- About this exercise -
From the material below, copy out each line with the word "AtomOneDark" in it.

(The input)

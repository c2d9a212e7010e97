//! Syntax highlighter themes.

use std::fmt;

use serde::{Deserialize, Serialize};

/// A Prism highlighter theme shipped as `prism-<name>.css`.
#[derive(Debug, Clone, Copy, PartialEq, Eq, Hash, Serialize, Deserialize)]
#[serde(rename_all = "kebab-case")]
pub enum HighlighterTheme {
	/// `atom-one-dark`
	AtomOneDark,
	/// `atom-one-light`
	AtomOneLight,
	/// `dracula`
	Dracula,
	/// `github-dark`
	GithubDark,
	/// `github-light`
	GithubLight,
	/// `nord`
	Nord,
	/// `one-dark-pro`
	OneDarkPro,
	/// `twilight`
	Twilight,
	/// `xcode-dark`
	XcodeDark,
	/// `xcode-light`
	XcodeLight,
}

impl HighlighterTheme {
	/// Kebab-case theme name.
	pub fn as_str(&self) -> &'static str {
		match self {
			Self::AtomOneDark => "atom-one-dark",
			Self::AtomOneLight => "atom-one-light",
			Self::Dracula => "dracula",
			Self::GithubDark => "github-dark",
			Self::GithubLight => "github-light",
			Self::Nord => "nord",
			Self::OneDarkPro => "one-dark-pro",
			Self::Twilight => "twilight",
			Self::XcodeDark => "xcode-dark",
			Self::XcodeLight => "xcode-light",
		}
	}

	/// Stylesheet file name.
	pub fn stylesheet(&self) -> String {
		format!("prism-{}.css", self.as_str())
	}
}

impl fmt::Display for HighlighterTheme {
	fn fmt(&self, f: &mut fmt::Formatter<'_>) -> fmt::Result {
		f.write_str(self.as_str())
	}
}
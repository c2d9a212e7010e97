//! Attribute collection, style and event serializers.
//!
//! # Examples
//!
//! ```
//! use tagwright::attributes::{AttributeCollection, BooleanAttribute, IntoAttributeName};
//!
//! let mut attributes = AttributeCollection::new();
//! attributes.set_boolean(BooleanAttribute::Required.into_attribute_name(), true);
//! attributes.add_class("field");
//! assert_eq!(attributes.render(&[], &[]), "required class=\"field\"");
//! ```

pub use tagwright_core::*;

(End The input)
(The input)

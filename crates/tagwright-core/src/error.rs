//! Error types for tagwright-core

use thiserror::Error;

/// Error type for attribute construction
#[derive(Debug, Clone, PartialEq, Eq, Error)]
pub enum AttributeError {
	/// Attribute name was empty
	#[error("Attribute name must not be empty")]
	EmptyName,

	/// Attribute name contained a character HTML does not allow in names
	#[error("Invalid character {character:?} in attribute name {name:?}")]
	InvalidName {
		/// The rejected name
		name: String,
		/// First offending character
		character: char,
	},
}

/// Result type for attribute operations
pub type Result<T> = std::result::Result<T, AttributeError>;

(End The input)

- Exercise solution -
	AtomOneDark,
			Self::AtomOneDark => "atom-one-dark",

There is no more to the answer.